By George Bullard
[Note: This is the third in a series of posts on the overly churched culture congregation. To see the full series go to Author Archives: George Bullard.]
For overly churched culture congregations to connect with non-churched culture people, they need an understanding of these people. This post attempts to define the categories of preChristian, unchurched, underchurched, and dechurched. I do so knowing there is no consensus that these are even the right terms, words are important, perspectives are diverse, and on any given day anyone else could define these with different words from another perspective.
As a reader, you first thought might be, “Oh, I know those categories of people. You do not have to tell me!” Maybe you do. But the people of overly churched culture congregations evidently do not because they have a really tough time defining those people; much less connecting with them.
Overly churched culture people likely spend so much time around other churched culture people that outside of some extended family members who aren’t spiritually connected with a Christian congregation, they know few if any non-churched culture people; much less how to define, describe, and connect with them.
The definitions below are certainly open to great debate. You are welcome to comment and participate in that debate. You may even be repulsed by the typology they represent. Even if you feel like you are in the know, read on for the benefit of all your overly churched culture friends who may not get it—yet.
These are people not yet committed to a Christ-centered, faith-based relationship with God through Jesus Christ, and are therefore not yet defined as Christians. They are from various perspectives referred to as “seekers”, “lost”, “unsaved”, “nones”, and other terms. The implication of the term preChristian is that they may have the opportunity to consider a Christ-centered, faith-based relationship at some point.
A subset is non-Christians. These are people who are focused on another religion such as Judaism, Islam, Buddhism, and many more. They are not necessarily seeking a relationship with any other faith other than the one they understand.
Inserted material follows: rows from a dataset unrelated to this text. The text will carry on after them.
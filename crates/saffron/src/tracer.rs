//! VM execution tracing (§6 Logging/tracing). Grounded on
//! `ouros::tracer::VmTracer`: a trait-based hook system with a [`NoopTracer`]
//! that monomorphizes away to nothing, and a [`StderrTracer`] that prints a
//! human-readable log. Trimmed from `ouros::tracer`'s five tracer
//! implementations (profiling/coverage/recording are Python-workload
//! debugging tools outside this scope) down to the two every embedder
//! actually reaches for: silence, and a debug log.

use crate::{bytecode::OpCode, heap::HeapId};

/// Hook points the VM dispatch loop and scheduler call into. Default method
/// bodies are no-ops, so a tracer only needs to override the events it
/// cares about.
pub trait VmTracer {
    fn on_instruction(&mut self, _ip: usize, _opcode: OpCode) {}
    fn on_call(&mut self, _function_name: Option<&str>, _depth: usize) {}
    fn on_return(&mut self, _depth: usize) {}
    fn on_yield(&mut self, _task: HeapId) {}
    fn on_gc(&mut self, _freed: usize, _live: usize) {}
}

/// Zero-overhead default: every hook call inlines to nothing (matches
/// `ouros::tracer::NoopTracer`'s rationale).
#[derive(Debug, Default, Clone, Copy)]
pub struct NoopTracer;

impl VmTracer for NoopTracer {}

/// Prints one line per event to stderr. This is Saffron's whole
/// "structured logging" story — `ouros` itself has no `log`/`tracing`
/// dependency either, so there is no ecosystem logging crate in scope to
/// reach for instead.
#[derive(Debug, Default)]
pub struct StderrTracer;

impl VmTracer for StderrTracer {
    fn on_instruction(&mut self, ip: usize, opcode: OpCode) {
        eprintln!("ip={ip:04} {opcode}");
    }

    fn on_call(&mut self, function_name: Option<&str>, depth: usize) {
        eprintln!("call {} depth={depth}", function_name.unwrap_or("<script>"));
    }

    fn on_return(&mut self, depth: usize) {
        eprintln!("return depth={depth}");
    }

    fn on_yield(&mut self, task: HeapId) {
        eprintln!("yield task={task:?}");
    }

    fn on_gc(&mut self, freed: usize, live: usize) {
        eprintln!("gc freed={freed} live={live}");
    }
}
//! Lexical type environments (§4.3): a stack of scopes plus a flat table of
//! named type definitions, mirroring the scope-stack shape
//! `saffron::bytecode::compiler::Compiler` uses for locals.

use ahash::AHashMap;

use crate::types::Type;

pub struct TypeEnv {
    scopes: Vec<AHashMap<String, Type>>,
    pub type_defs: AHashMap<String, Type>,
}

impl TypeEnv {
    pub fn new() -> Self {
        Self { scopes: vec![AHashMap::new()], type_defs: AHashMap::new() }
    }

    pub fn push_scope(&mut self) {
        self.scopes.push(AHashMap::new());
    }

    pub fn pop_scope(&mut self) {
        self.scopes.pop();
    }

    pub fn define(&mut self, name: impl Into<String>, ty: Type) {
        self.scopes.last_mut().expect("at least one scope is always active").insert(name.into(), ty);
    }

    pub fn get(&self, name: &str) -> Option<&Type> {
        self.scopes.iter().rev().find_map(|scope| scope.get(name))
    }
}

impl Default for TypeEnv {
    fn default() -> Self {
        Self::new()
    }
}
//! Structural type checker (§4.3): a separate AST traversal that infers a
//! type for every node, checks it against declared annotations and the
//! built-in operator/call contracts, and reports diagnostics without
//! aborting — mirroring `hadError` in the reference checker
//! (`original_source/src/ast/asttypecheck.c`), kept here as a plain
//! `Vec<TypeDiagnostic>` collected over the whole traversal instead of a
//! global flag.

mod env;
mod types;

use ahash::AHashMap;
use saffron::expressions::{
    BinaryOp, ClassDecl, Expr, ExprKind, FunctionDecl, Literal, LogicalOp, Param, Stmt, StmtKind, TypeExpr, UnaryOp,
};

use env::TypeEnv;
pub use types::{FunctorType, GenericType, InterfaceType, SimpleType, Type, is_subtype};

#[derive(Debug, Clone, PartialEq)]
pub struct TypeDiagnostic {
    pub line: u32,
    pub message: String,
}

impl std::fmt::Display for TypeDiagnostic {
    fn fmt(&self, f: &mut std::fmt::Formatter<'_>) -> std::fmt::Result {
        write!(f, "{}: {}", self.line, self.message)
    }
}

/// Checks a whole program, returning every diagnostic found. An empty result
/// means the program passed every check the checker implements; per §7 this
/// never prevents the VM from running the program regardless.
pub fn check(statements: &[Stmt]) -> Vec<TypeDiagnostic> {
    let mut checker = Checker::new();
    for stmt in statements {
        checker.check_stmt(stmt);
    }
    checker.diagnostics
}

struct Checker {
    env: TypeEnv,
    classes: AHashMap<String, SimpleType>,
    diagnostics: Vec<TypeDiagnostic>,
    return_stack: Vec<Option<Type>>,
    this_stack: Vec<Type>,
}
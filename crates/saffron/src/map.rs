//! `Map` value storage: open addressing with linear probing and tombstones
//! (§3 object kinds table; algorithm ported from
//! `original_source/src/valuetable.c`).
//!
//! `Nil`-key slots are empty; a tombstone is a `Nil` key paired with a
//! non-`Nil` value (`Bool(true)`, exactly as the reference `valueTableDelete`
//! leaves it), so deletion never has to shift entries. Load factor is kept
//! at or under 0.75; growth doubles capacity and rehashes, which also
//! reclaims tombstones (§3 Invariants).

use crate::{heap::Heap, value::Value};

const MAX_LOAD: f64 = 0.75;
const INITIAL_CAPACITY: usize = 8;

#[derive(Debug, Clone, Copy)]
struct Entry {
    hash: u32,
    key: Value,
    value: Value,
}

impl Entry {
    fn empty() -> Self {
        Self { hash: 0, key: Value::Nil, value: Value::Nil }
    }
}

#[derive(Debug, Default)]
pub struct SaffronMap {
    entries: Vec<Entry>,
    count: usize,
}

impl SaffronMap {
    pub fn new() -> Self {
        Self { entries: Vec::new(), count: 0 }
    }

    pub fn len(&self) -> usize {
        self.count
    }

    pub fn is_empty(&self) -> bool {
        self.count == 0
    }

    fn find_slot(entries: &[Entry], key: &Value, hash: u32, heap: &Heap) -> usize {
        let capacity = entries.len();
        let mut index = (hash as usize) & (capacity - 1);
        let mut tombstone: Option<usize> = None;
        loop {
            let entry = &entries[index];
            if entry.key.is_nil() {
                if entry.value.is_nil() {
                    return tombstone.unwrap_or(index);
                }
                if tombstone.is_none() {
                    tombstone = Some(index);
                }
            } else if entry.hash == hash && entry.key.equals(key, heap) {
                return index;
            }
            index = (index + 1) & (capacity - 1);
        }
    }

    fn grow(&mut self, heap: &Heap) {
        let new_capacity = if self.entries.is_empty() { INITIAL_CAPACITY } else { self.entries.len() * 2 };
        let mut new_entries = vec![Entry::empty(); new_capacity];
        let mut count = 0;
        for entry in &self.entries {
            if entry.key.is_nil() {
                continue;
            }
            let slot = Self::find_slot(&new_entries, &entry.key, entry.hash, heap);
            new_entries[slot] = *entry;
            count += 1;
        }
        self.entries = new_entries;
        self.count = count;
    }

    pub fn get(&self, key: &Value, heap: &Heap) -> Option<Value> {
        if self.entries.is_empty() {
            return None;
        }
        let hash = key.hash(heap);
        let slot = Self::find_slot(&self.entries, key, hash, heap);
        let entry = &self.entries[slot];
        if entry.key.is_nil() { None } else { Some(entry.value) }
    }

    /// Inserts or overwrites. Returns `true` if this created a new key.
    pub fn set(&mut self, key: Value, value: Value, heap: &Heap) -> bool {
        if (self.count + 1) as f64 > self.entries.len() as f64 * MAX_LOAD {
            self.grow(heap);
        }
        let hash = key.hash(heap);
        let slot = Self::find_slot(&self.entries, &key, hash, heap);
        let is_new = self.entries[slot].key.is_nil();
        if is_new {
            self.count += 1;
        }
        self.entries[slot] = Entry { hash, key, value };
        is_new
    }

    /// Deletes by key, leaving a tombstone. Returns whether a key was removed.
    pub fn delete(&mut self, key: &Value, heap: &Heap) -> bool {
        if self.entries.is_empty() {
            return false;
        }
        let hash = key.hash(heap);
        let slot = Self::find_slot(&self.entries, key, hash, heap);
        if self.entries[slot].key.is_nil() {
            return false;
        }
        self.entries[slot] = Entry { hash, key: Value::Nil, value: Value::Bool(true) };
        true
    }

    pub fn iter(&self) -> impl Iterator<Item = (Value, Value)> + '_ {
        self.entries.iter().filter(|e| !e.key.is_nil()).map(|e| (e.key, e.value))
    }

    pub fn keys(&self) -> impl Iterator<Item = Value> + '_ {
        self.iter().map(|(k, _)| k)
    }

    pub fn values(&self) -> impl Iterator<Item = Value> + '_ {
        self.iter().map(|(_, v)| v)
    }
}

#[cfg(test)]
mod tests {
    use pretty_assertions::assert_eq;

    use super::*;
    use crate::heap::Heap;

    #[test]
    fn insert_then_delete_then_reinsert_sees_the_latest_value() {
        let heap = Heap::new();
        let mut map = SaffronMap::new();
        let key = Value::Number(1.0);
        map.set(key, Value::Number(10.0), &heap);
        map.delete(&key, &heap);
        map.set(key, Value::Number(20.0), &heap);
        assert_eq!(map.get(&key, &heap), Some(Value::Number(20.0)));
    }

    #[test]
    fn never_exceeds_load_factor_of_three_quarters() {
        let heap = Heap::new();
        let mut map = SaffronMap::new();
        for i in 0..100 {
            map.set(Value::Number(f64::from(i)), Value::Bool(true), &heap);
        }
        assert!((map.count as f64) <= map.entries.len() as f64 * MAX_LOAD);
    }
}
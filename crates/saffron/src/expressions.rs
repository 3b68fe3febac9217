//! The AST (§3): `TypeNode`, `Expression`, `Statement`, `Parameter`.
//!
//! Each node carries its source line for diagnostics. Unlike the reference
//! implementation (`original_source/src/ast/ast.h`), which threads these
//! through the same GC heap as runtime values (`OBJ_PARSE_TYPE` and friends
//! in `object.h`), Saffron keeps the AST as a plain owned Rust tree: Rust
//! ownership already gives the "free everything when the parse/compile pass
//! is done" behavior the C original used a shared heap to get, with no
//! cycles to worry about (see DESIGN.md). The type checker (`saffron-typecheck`)
//! builds its own `Type` universe from `TypeExpr` but never stores it here.

use std::fmt;

/// A parsed type annotation (§4.3 "type universe").
#[derive(Debug, Clone, PartialEq)]
pub enum TypeExpr {
    /// `Name` or `Name<G1, G2>`.
    Simple { name: String, generics: Vec<TypeExpr> },
    /// `(T1, T2) => R`, optionally with its own generic parameters.
    Functor { args: Vec<TypeExpr>, generics: Vec<String>, ret: Box<TypeExpr> },
    /// `Left | Right`.
    Union { left: Box<TypeExpr>, right: Box<TypeExpr> },
    /// `interface Name [extends Super] { field: T ... method(...): T ... }`
    Interface {
        name: String,
        extends: Option<String>,
        fields: Vec<(String, TypeExpr)>,
        methods: Vec<(String, TypeExpr)>,
        generics: Vec<String>,
    },
    /// `type Name[<G...>] = Target` top-level type alias/definition.
    Declaration { name: String, target: Box<TypeExpr>, generics: Vec<String> },
}

/// One function/lambda parameter. Keyword-default and variadic parameters are
/// parsed but never wired through the compiler or VM (spec.md §9 Open
/// Questions) — reserved for future use.
#[derive(Debug, Clone, PartialEq)]
pub enum Param {
    Positional { name: String, type_ann: Option<TypeExpr> },
    Keyword { name: String, type_ann: Option<TypeExpr>, default: Expr },
    Variadic { name: String, type_ann: Option<TypeExpr> },
}

impl Param {
    pub fn name(&self) -> &str {
        match self {
            Self::Positional { name, .. } | Self::Keyword { name, .. } | Self::Variadic { name, .. } => name,
        }
    }
}

#[derive(Debug, Clone, PartialEq)]
pub enum Literal {
    Number(f64),
    String(String),
    Atom(String),
    Bool(bool),
    Nil,
}

#[derive(Debug, Clone, Copy, PartialEq, Eq)]
pub enum BinaryOp {
    Add,
    Subtract,
    Multiply,
    Divide,
    Equal,
    NotEqual,
    Greater,
    GreaterEqual,
    Less,
    LessEqual,
}

#[derive(Debug, Clone, Copy, PartialEq, Eq)]
pub enum LogicalOp {
    And,
    Or,
}

#[derive(Debug, Clone, Copy, PartialEq, Eq)]
pub enum UnaryOp {
    Negate,
    Not,
}

/// An AST expression node, tagged with its source line.
#[derive(Debug, Clone, PartialEq)]
pub struct Expr {
    pub kind: ExprKind,
    pub line: u32,
}

#[derive(Debug, Clone, PartialEq)]
pub enum ExprKind {
    Literal(Literal),
    Grouping(Box<Expr>),
    Unary { op: UnaryOp, right: Box<Expr> },
    Binary { left: Box<Expr>, op: BinaryOp, right: Box<Expr> },
    Logical { left: Box<Expr>, op: LogicalOp, right: Box<Expr> },
    Variable { name: String },
    Assign { target: Box<Expr>, value: Box<Expr> },
    Call { callee: Box<Expr>, args: Vec<Expr> },
    GetItem { object: Box<Expr>, index: Box<Expr> },
    GetProperty { object: Box<Expr>, name: String },
    Super { method: String },
    This,
    Yield { value: Box<Expr> },
    Lambda { params: Vec<Param>, return_type: Option<TypeExpr>, body: Vec<Stmt> },
    List(Vec<Expr>),
    Map(Vec<(Expr, Expr)>),
}

impl Expr {
    pub fn new(kind: ExprKind, line: u32) -> Self {
        Self { kind, line }
    }

    /// True for expressions that may appear on the left of `=` (§4.2's "Invalid
    /// assignment target" contract).
    pub fn is_assignment_target(&self) -> bool {
        matches!(self.kind, ExprKind::Variable { .. } | ExprKind::GetProperty { .. } | ExprKind::GetItem { .. })
    }
}

/// An AST statement node, tagged with its source line.
#[derive(Debug, Clone, PartialEq)]
pub struct Stmt {
    pub kind: StmtKind,
    pub line: u32,
}

#[derive(Debug, Clone, PartialEq)]
pub struct FunctionDecl {
    pub name: String,
    pub params: Vec<Param>,
    pub return_type: Option<TypeExpr>,
    pub body: Vec<Stmt>,
}

#[derive(Debug, Clone, PartialEq)]
pub struct ClassDecl {
    pub name: String,
    pub superclass: Option<String>,
    pub methods: Vec<FunctionDecl>,
    pub fields: Vec<(String, Option<TypeExpr>, Option<Expr>)>,
}

#[derive(Debug, Clone, PartialEq)]
pub enum StmtKind {
    Expression(Expr),
    VarDecl { name: String, type_ann: Option<TypeExpr>, init: Option<Expr> },
    Block(Vec<Stmt>),
    Function(FunctionDecl),
    Class(ClassDecl),
    If { condition: Expr, then_branch: Box<Stmt>, else_branch: Option<Box<Stmt>> },
    While { condition: Expr, body: Box<Stmt> },
    For { init: Option<Box<Stmt>>, condition: Option<Expr>, increment: Option<Expr>, body: Box<Stmt> },
    Break,
    Return(Option<Expr>),
    Import { path: String, alias: String },
    Enum { name: String, items: Vec<String> },
    /// Top-level `type Name = ...` or `interface Name { ... }` (§4.3). Erased
    /// by the compiler (§4.4 Invariants: "type annotations never reach
    /// bytecode") — only the type checker consults it.
    TypeDecl(TypeExpr),
}

impl Stmt {
    pub fn new(kind: StmtKind, line: u32) -> Self {
        Self { kind, line }
    }
}

impl fmt::Display for BinaryOp {
    fn fmt(&self, f: &mut fmt::Formatter<'_>) -> fmt::Result {
        let s = match self {
            Self::Add => "+",
            Self::Subtract => "-",
            Self::Multiply => "*",
            Self::Divide => "/",
            Self::Equal => "==",
            Self::NotEqual => "!=",
            Self::Greater => ">",
            Self::GreaterEqual => ">=",
            Self::Less => "<",
            Self::LessEqual => "<=",
        };
        f.write_str(s)
    }
}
These are people committed to a Christ-centered, faith-based relationship with God through Jesus Christ, but are not actively connected with and participating in a church. They define themselves as Christians, but they are not active in pursuing spiritual formation in the context of a congregational expression. They might be called Christian “nones” in that they have no formal affiliation at this time.
The most common unchurched persons are those who are in a life transition such as a geographic move, a life stage transition, or a spiritual transition. Many intend to seek out a relationship with a congregational expression. It is just not happening now and it not at the moment a high priority. They may believe that having had a Christ-centered faith-based encounter in the past is enough.
These are people committed to a Christ-centered, faith-based relationship with God through Jesus Christ, are connected with a congregation, but are not regular in participation. They are not actively engaged in spiritual formation and missional engagement in the context of a congregational expression.
They often were more active at other stages of their life, but currently do not feel the need for active participation in a congregation. Yet, if they have a crisis they expect their congregation to respond to their need. They are members of a Christian faith community and they expect to be married, buried, baptized, and otherwise receive the rites of passage.
A subset of these persons is known as Chreasters or CEO’s. This subset is caricatured as people who attend Christian worship around Christmas, Easter, and one or two other times during the year.
These are people committed to a Christ-centered, faith-based relationship with God through Jesus Christ, were at one time actively connected with and participating in a congregation, but now feel alienated from this congregation and perhaps all congregations. They were specifically hurt or offended by one or more congregations, and even driven away. Or, they experienced a deep life crisis with which they are having ongoing spiritual and emotional difficulty and they are embarrassed to face God and God’s people through a church relationship.
They have not established a new relationship with a congregation and outwardly say they do not intend to as the Church is not relevant for them. Inwardly there may be a whole lot of other issues going on that cause them to seek various religious expressions in search of answers, and in the hope that God and God’s people can authentically speak into their lives.
What are you responses to these definitions? How would you change them to make them more helpful for your situation?